(Saved data entries)
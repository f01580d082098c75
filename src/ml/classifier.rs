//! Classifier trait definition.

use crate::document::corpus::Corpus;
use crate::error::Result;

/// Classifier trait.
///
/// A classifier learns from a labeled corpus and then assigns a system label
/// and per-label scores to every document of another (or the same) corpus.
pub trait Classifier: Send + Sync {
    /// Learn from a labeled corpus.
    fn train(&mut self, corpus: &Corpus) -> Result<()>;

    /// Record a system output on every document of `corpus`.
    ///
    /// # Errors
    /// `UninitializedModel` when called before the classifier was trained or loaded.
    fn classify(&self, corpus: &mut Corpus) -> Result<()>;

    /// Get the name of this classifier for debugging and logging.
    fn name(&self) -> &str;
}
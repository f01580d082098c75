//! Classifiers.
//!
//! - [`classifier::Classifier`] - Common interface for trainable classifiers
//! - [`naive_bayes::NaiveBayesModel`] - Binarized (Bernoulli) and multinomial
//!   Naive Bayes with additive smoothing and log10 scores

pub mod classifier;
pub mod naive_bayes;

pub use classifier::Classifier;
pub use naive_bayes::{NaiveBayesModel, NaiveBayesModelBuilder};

...

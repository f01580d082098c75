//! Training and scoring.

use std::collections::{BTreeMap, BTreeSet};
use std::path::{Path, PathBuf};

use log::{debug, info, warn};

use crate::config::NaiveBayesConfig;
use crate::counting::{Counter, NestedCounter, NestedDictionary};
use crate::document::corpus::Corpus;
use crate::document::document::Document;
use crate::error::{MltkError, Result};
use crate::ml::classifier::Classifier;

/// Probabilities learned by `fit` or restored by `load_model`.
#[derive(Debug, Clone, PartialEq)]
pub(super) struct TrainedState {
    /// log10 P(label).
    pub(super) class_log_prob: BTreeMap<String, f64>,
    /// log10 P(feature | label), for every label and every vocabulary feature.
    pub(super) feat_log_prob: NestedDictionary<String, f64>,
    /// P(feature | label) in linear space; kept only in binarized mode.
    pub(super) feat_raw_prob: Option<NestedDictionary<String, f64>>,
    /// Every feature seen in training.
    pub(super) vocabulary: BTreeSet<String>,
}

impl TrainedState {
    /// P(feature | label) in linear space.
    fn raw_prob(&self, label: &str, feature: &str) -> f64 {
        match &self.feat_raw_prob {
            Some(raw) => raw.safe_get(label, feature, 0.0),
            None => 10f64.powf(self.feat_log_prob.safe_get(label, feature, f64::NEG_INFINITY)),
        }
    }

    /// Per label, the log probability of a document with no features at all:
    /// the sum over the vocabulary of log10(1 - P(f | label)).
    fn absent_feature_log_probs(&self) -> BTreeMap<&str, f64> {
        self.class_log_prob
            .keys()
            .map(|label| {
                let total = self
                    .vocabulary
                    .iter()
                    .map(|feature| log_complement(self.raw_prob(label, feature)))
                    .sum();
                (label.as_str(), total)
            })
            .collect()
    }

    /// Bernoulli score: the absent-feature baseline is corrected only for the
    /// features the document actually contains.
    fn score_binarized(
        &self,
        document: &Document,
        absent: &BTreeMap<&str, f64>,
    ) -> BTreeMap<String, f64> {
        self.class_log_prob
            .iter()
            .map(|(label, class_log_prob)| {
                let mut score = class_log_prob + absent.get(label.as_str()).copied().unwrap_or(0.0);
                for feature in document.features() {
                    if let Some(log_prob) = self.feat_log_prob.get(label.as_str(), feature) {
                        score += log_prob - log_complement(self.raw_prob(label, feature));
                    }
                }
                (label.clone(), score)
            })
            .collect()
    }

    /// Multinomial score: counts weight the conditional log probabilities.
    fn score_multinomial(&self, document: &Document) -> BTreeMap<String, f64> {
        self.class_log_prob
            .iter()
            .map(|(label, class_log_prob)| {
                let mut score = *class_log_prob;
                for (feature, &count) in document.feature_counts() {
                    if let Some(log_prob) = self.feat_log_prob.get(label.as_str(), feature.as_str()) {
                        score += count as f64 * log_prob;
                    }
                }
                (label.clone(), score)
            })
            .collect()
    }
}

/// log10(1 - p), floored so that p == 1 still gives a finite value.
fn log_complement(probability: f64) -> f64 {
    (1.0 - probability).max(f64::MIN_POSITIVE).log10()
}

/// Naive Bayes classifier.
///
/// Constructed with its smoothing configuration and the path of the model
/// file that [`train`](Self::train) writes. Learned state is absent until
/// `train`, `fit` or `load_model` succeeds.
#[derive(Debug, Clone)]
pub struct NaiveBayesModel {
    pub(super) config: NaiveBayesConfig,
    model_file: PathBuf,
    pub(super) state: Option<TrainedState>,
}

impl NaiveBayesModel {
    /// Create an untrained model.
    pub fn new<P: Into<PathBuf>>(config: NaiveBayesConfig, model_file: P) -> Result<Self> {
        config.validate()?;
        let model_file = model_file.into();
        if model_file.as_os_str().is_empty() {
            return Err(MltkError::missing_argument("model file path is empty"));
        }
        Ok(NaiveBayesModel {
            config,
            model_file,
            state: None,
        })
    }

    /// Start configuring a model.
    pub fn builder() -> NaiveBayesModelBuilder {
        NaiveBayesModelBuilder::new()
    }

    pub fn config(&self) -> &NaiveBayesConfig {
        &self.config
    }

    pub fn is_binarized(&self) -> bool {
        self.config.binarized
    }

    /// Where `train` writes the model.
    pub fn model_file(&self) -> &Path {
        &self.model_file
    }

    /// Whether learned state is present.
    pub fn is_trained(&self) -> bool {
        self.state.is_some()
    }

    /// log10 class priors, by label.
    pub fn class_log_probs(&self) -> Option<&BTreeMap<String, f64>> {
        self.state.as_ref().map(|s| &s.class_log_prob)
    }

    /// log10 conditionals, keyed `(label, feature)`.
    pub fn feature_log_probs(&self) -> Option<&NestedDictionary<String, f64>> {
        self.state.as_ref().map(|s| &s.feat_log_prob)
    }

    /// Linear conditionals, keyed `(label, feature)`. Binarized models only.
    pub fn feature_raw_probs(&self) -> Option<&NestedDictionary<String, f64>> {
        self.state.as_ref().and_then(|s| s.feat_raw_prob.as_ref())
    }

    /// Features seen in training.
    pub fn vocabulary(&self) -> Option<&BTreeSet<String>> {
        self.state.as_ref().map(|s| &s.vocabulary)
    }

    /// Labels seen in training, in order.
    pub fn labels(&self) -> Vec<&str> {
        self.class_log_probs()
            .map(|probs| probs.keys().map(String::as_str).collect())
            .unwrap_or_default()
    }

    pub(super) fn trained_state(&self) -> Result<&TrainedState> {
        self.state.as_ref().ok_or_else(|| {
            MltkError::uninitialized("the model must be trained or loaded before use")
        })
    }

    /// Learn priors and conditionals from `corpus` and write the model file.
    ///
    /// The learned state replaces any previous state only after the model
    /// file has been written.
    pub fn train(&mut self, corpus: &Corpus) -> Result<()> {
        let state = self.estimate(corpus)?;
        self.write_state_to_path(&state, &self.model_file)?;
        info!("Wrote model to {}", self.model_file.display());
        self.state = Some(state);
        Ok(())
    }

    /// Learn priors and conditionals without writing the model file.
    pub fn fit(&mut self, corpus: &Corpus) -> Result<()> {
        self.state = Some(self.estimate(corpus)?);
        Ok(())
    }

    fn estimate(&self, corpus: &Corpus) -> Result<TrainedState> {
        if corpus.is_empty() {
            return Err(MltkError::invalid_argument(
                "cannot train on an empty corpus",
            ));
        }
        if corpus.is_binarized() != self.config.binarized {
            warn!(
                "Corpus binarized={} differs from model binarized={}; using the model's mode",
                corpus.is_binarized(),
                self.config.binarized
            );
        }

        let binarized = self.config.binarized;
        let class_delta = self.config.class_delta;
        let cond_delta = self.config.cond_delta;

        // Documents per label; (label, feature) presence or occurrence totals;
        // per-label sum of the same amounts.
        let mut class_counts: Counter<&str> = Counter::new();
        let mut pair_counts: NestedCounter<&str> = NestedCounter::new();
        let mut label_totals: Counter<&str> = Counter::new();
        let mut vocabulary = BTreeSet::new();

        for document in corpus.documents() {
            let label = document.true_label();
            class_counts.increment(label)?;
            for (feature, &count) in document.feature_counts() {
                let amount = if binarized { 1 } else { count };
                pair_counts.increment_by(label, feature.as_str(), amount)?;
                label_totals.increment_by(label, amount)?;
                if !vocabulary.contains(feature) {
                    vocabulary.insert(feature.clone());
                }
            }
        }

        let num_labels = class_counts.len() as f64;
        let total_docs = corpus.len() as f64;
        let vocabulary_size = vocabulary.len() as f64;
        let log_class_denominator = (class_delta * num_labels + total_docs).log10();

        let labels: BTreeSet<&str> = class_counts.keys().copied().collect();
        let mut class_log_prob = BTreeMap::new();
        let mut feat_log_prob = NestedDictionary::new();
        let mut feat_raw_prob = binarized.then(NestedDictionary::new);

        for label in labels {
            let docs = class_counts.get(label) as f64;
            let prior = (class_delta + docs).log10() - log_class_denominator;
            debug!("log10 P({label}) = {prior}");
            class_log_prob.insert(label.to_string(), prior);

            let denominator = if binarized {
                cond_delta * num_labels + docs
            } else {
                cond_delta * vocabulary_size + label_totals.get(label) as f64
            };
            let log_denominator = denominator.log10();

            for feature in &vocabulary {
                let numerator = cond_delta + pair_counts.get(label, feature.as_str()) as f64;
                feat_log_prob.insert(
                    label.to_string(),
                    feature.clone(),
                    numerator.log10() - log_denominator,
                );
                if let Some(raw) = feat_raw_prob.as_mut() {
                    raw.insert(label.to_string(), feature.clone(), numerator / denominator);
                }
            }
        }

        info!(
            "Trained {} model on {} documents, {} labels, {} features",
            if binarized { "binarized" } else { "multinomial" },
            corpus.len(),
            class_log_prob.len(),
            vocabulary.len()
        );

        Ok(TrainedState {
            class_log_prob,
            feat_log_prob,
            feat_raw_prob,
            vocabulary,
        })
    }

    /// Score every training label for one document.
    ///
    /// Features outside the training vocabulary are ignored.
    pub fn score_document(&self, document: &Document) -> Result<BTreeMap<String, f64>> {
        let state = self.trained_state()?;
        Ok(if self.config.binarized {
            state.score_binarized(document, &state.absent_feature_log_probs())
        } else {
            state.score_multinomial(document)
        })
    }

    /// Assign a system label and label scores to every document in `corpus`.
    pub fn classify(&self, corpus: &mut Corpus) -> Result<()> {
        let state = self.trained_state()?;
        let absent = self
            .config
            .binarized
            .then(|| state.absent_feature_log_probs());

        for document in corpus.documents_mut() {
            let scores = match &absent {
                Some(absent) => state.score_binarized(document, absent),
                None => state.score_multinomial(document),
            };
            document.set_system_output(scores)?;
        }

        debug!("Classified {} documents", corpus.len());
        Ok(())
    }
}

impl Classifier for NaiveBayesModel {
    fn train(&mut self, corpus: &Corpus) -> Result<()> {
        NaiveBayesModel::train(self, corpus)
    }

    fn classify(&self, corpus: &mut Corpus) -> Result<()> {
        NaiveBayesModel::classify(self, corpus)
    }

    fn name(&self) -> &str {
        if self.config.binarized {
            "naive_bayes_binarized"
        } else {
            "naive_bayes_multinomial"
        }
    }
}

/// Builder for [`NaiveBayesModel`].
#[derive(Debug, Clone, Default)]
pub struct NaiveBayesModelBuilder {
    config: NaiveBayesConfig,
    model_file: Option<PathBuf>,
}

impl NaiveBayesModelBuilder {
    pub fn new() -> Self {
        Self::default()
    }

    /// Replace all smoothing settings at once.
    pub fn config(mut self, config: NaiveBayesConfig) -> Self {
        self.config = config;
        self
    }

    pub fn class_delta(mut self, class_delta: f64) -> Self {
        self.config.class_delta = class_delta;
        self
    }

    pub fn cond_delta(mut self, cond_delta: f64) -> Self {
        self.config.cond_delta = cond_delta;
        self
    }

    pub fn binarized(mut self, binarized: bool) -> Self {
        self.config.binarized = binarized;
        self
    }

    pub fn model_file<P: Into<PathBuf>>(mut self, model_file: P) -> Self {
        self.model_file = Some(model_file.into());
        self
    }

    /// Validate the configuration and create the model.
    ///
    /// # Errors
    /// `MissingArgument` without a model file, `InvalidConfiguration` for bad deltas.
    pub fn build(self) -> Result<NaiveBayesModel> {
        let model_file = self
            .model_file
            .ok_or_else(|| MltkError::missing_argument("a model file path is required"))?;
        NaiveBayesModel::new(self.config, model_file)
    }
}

What you need to do -
Word for word, restate the lines of the data above that fall between the line holding "use crate::document::document::Document;" and the line holding "document actually contains.", inclusive, and no other lines.

Result of this task -
use crate::document::document::Document;
use crate::error::{MltkError, Result};
use crate::ml::classifier::Classifier;

/// Probabilities learned by `fit` or restored by `load_model`.
#[derive(Debug, Clone, PartialEq)]
pub(super) struct TrainedState {
    /// log10 P(label).
    pub(super) class_log_prob: BTreeMap<String, f64>,
    /// log10 P(feature | label), for every label and every vocabulary feature.
    pub(super) feat_log_prob: NestedDictionary<String, f64>,
    /// P(feature | label) in linear space; kept only in binarized mode.
    pub(super) feat_raw_prob: Option<NestedDictionary<String, f64>>,
    /// Every feature seen in training.
    pub(super) vocabulary: BTreeSet<String>,
}

impl TrainedState {
    /// P(feature | label) in linear space.
    fn raw_prob(&self, label: &str, feature: &str) -> f64 {
        match &self.feat_raw_prob {
            Some(raw) => raw.safe_get(label, feature, 0.0),
            None => 10f64.powf(self.feat_log_prob.safe_get(label, feature, f64::NEG_INFINITY)),
        }
    }

    /// Per label, the log probability of a document with no features at all:
    /// the sum over the vocabulary of log10(1 - P(f | label)).
    fn absent_feature_log_probs(&self) -> BTreeMap<&str, f64> {
        self.class_log_prob
            .keys()
            .map(|label| {
                let total = self
                    .vocabulary
                    .iter()
                    .map(|feature| log_complement(self.raw_prob(label, feature)))
                    .sum();
                (label.as_str(), total)
            })
            .collect()
    }

    /// Bernoulli score: the absent-feature baseline is corrected only for the
    /// features the document actually contains.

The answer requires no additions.